Separation, whether friendly or threatening, voluntary or
involuntary, should be a step-by-step process that covers issues
that might be important if a lawsuit threatens. (See sidebar "The
Form Goodbye," page 57, for an outline of what the steps might
cover.)
Physical Access
Apart from the negative effects on productivity and general
organizational effectiveness, employees who leave, especially
under hostile circumstances, can pose numerous threats. When
employees leave your firm, whether voluntarily or otherwise, you
need to change the locks on both physical and virtual
doors.
One of the first-and, in some ways, simplest-areas to protect is
your physical space. On the final day of employment, be sure
employees return items allowing entrance to the premises (keys,
access cards), official IDs if any, and hardware the employees
share with the firm (cell phone, laptop, personal digital
assistant). Some companies prohibit dismissed employees from
further access to their work area, particularly computer files
and e-mail, and require they be accompanied by an authorized
human resources representative or security guard even to retrieve
a purse or briefcase. Drawing up a checklist specific to your
firm's practices is the safest way to be certain that all
property was returned.
Virtual Access
In the virtual world of codes and access numbers for every piece
of office equipment, keeping track of individual items could be
difficult. Again, a master list of resources can help ensure that
the employee will not be able to use (or abuse) them in the
future.

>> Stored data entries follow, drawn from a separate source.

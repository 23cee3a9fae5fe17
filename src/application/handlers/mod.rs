//! Application handlers.
//!
//! Command handlers that orchestrate domain operations.

pub mod estimation;

pub use estimation::{
    AssessRiskCommand, AssessRiskHandler, AssessRiskResult, EstimateProjectCommand,
    EstimateProjectHandler, EstimateProjectResult, ExportReportCommand, ExportReportHandler,
    ExportReportResult, DEFAULT_HISTOGRAM_BINS,
};
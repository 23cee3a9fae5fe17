//! Error types for the domain layer.

use std::collections::HashMap;
use std::error::Error;
use std::fmt;
use thiserror::Error;

/// Errors that occur during value object construction.
#[derive(Debug, Clone, PartialEq, Error)]
pub enum ValidationError {
    #[error("Field '{field}' cannot be empty")]
    EmptyField { field: String },

    #[error("Field '{field}' has invalid format: {reason}")]
    InvalidFormat { field: String, reason: String },
}

impl ValidationError {
    /// Creates an empty field validation error.
    pub fn empty_field(field: impl Into<String>) -> Self {
        ValidationError::EmptyField { field: field.into() }
    }

    /// Creates an invalid format validation error.
    pub fn invalid_format(field: impl Into<String>, reason: impl Into<String>) -> Self {
        ValidationError::InvalidFormat {
            field: field.into(),
            reason: reason.into(),
        }
    }
}

/// Error codes organized by category.
#[derive(Debug, Clone, Copy, PartialEq, Eq, Hash)]
pub enum ErrorCode {
    // Validation errors
    ValidationFailed,
    EmptyField,
    InvalidFormat,

    // Not found errors
    ModuleNotFound,
    ScenarioNotFound,
    UseProfileNotFound,
    MultiplierNotFound,
    CityNotFound,

    // Input errors
    InvalidArea,

    // Infrastructure errors
    CatalogUnavailable,
    ExportFailed,
}

impl fmt::Display for ErrorCode {
    fn fmt(&self, f: &mut fmt::Formatter<'_>) -> fmt::Result {
        let s = match self {
            ErrorCode::ValidationFailed => "VALIDATION_FAILED",
            ErrorCode::EmptyField => "EMPTY_FIELD",
            ErrorCode::InvalidFormat => "INVALID_FORMAT",
            ErrorCode::ModuleNotFound => "MODULE_NOT_FOUND",
            ErrorCode::ScenarioNotFound => "SCENARIO_NOT_FOUND",
            ErrorCode::UseProfileNotFound => "USE_PROFILE_NOT_FOUND",
            ErrorCode::MultiplierNotFound => "MULTIPLIER_NOT_FOUND",
            ErrorCode::CityNotFound => "CITY_NOT_FOUND",
            ErrorCode::InvalidArea => "INVALID_AREA",
            ErrorCode::CatalogUnavailable => "CATALOG_UNAVAILABLE",
            ErrorCode::ExportFailed => "EXPORT_FAILED",
        };
        write!(f, "{}", s)
    }
}

/// Standard domain error with code, message, and optional details.
#[derive(Debug, Clone)]
pub struct DomainError {
    pub code: ErrorCode,
    pub message: String,
    pub details: HashMap<String, String>,
}

impl DomainError {
    /// Creates a new domain error.
    pub fn new(code: ErrorCode, message: impl Into<String>) -> Self {
        Self {
            code,
            message: message.into(),
            details: HashMap::new(),
        }
    }

    /// Adds a detail to the error.
    pub fn with_detail(mut self, key: impl Into<String>, value: impl Into<String>) -> Self {
        self.details.insert(key.into(), value.into());
        self
    }
}

impl fmt::Display for DomainError {
    fn fmt(&self, f: &mut fmt::Formatter<'_>) -> fmt::Result {
        write!(f, "[{}] {}", self.code, self.message)
    }
}

impl Error for DomainError {}

impl From<ValidationError> for DomainError {
    fn from(err: ValidationError) -> Self {
        let code = match &err {
            ValidationError::EmptyField { .. } => ErrorCode::EmptyField,
            ValidationError::InvalidFormat { .. } => ErrorCode::InvalidFormat,
        };
        DomainError::new(code, err.to_string())
    }
}
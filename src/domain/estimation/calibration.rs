//! Benchmark Calibrator - rescales direct cost to a top-down €/area ratio.

use serde::{Deserialize, Serialize};
use tracing::debug;

use super::{ChapterTable, SourceMode};
use crate::domain::catalog::{BenchmarkRow, ModuleDefinition};
use crate::domain::foundation::Scenario;

/// What the calibrator did for one run.
#[derive(Debug, Clone, Copy, PartialEq, Serialize, Deserialize)]
pub struct CalibrationOutcome {
    /// Multiplier applied to every row; 1.0 when skipped.
    pub factor: f64,
    pub applied: bool,
    /// Benchmark rate times reference area, when a rate was available.
    pub target_direct: Option<f64>,
}

impl CalibrationOutcome {
    /// No calibration.
    pub const SKIPPED: CalibrationOutcome = CalibrationOutcome {
        factor: 1.0,
        applied: false,
        target_direct: None,
    };
}

/// Optional top-down calibration stage.
pub struct BenchmarkCalibrator;

impl BenchmarkCalibrator {
    /// Area the benchmark ratio applies to.
    ///
    /// Total built area for paired-rate modules, above-ground area otherwise.
    pub fn reference_area(module: &ModuleDefinition, area_above: f64, area_below: f64) -> f64 {
        if module.uses_paired_rates() {
            area_above + area_below
        } else {
            area_above
        }
    }

    /// Rescales all rows so the direct total equals `rate * reference_area`.
    ///
    /// # Edge Cases
    /// - Not requested, no benchmark row, or no rate for the scenario: skipped
    /// - Reference area <= 0 or current direct <= 0: skipped, factor 1.0
    ///
    /// Every returned row records the factor used, including 1.0.
    pub fn calibrate(
        table: &ChapterTable,
        benchmark: Option<&BenchmarkRow>,
        scenario: Scenario,
        reference_area: f64,
        requested: bool,
    ) -> (ChapterTable, CalibrationOutcome) {
        let rate = benchmark
            .filter(|_| requested)
            .and_then(|row| row.rate(scenario));

        let outcome = match rate {
            None => CalibrationOutcome::SKIPPED,
            Some(rate) => {
                let current = table.direct_total();
                let target = rate * reference_area;
                if reference_area > 0.0 && current > 0.0 {
                    CalibrationOutcome {
                        factor: target / current,
                        applied: true,
                        target_direct: Some(target),
                    }
                } else {
                    debug!(
                        reference_area,
                        current_direct = current,
                        "Calibration skipped for degenerate input"
                    );
                    CalibrationOutcome {
                        target_direct: Some(target),
                        ..CalibrationOutcome::SKIPPED
                    }
                }
            }
        };

        let calibrated = table.map_rows(|row| {
            let mut scaled = if outcome.applied {
                let mut r = row.scaled(outcome.factor);
                r.source_mode = SourceMode::CalibratedToBenchmark;
                r
            } else {
                row.clone()
            };
            scaled.factor_calibration = outcome.factor;
            scaled
        });

        (calibrated, outcome)
    }
}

Here is a partial list of services that may need
attention:
-Internet service provider user name and password
-Building security code
-In-house computer passwords (particularly if a common password
used)
-Application passwords (particularly if firmwide)
-Voice mail system access and password
-Firm website FTP password
-E-mail system access and password
-Firm credit cards and account access
-Online banking access or physical account numbers
-Vendor account numbers and charge authority
-Electronic court filing user status
-Online services passwords (Westlaw, Lexis, etc.)
-Backup tapes (password protect and physically inventory the
media)
Professional Access
Client list. Of course, you don't want departing employees to
leave with a list of your former and current clients. Many
practitioners and firms today maintain digital versions of client
lists, in a personal information management (PIM) application or
a specialized time and billing or practice management program.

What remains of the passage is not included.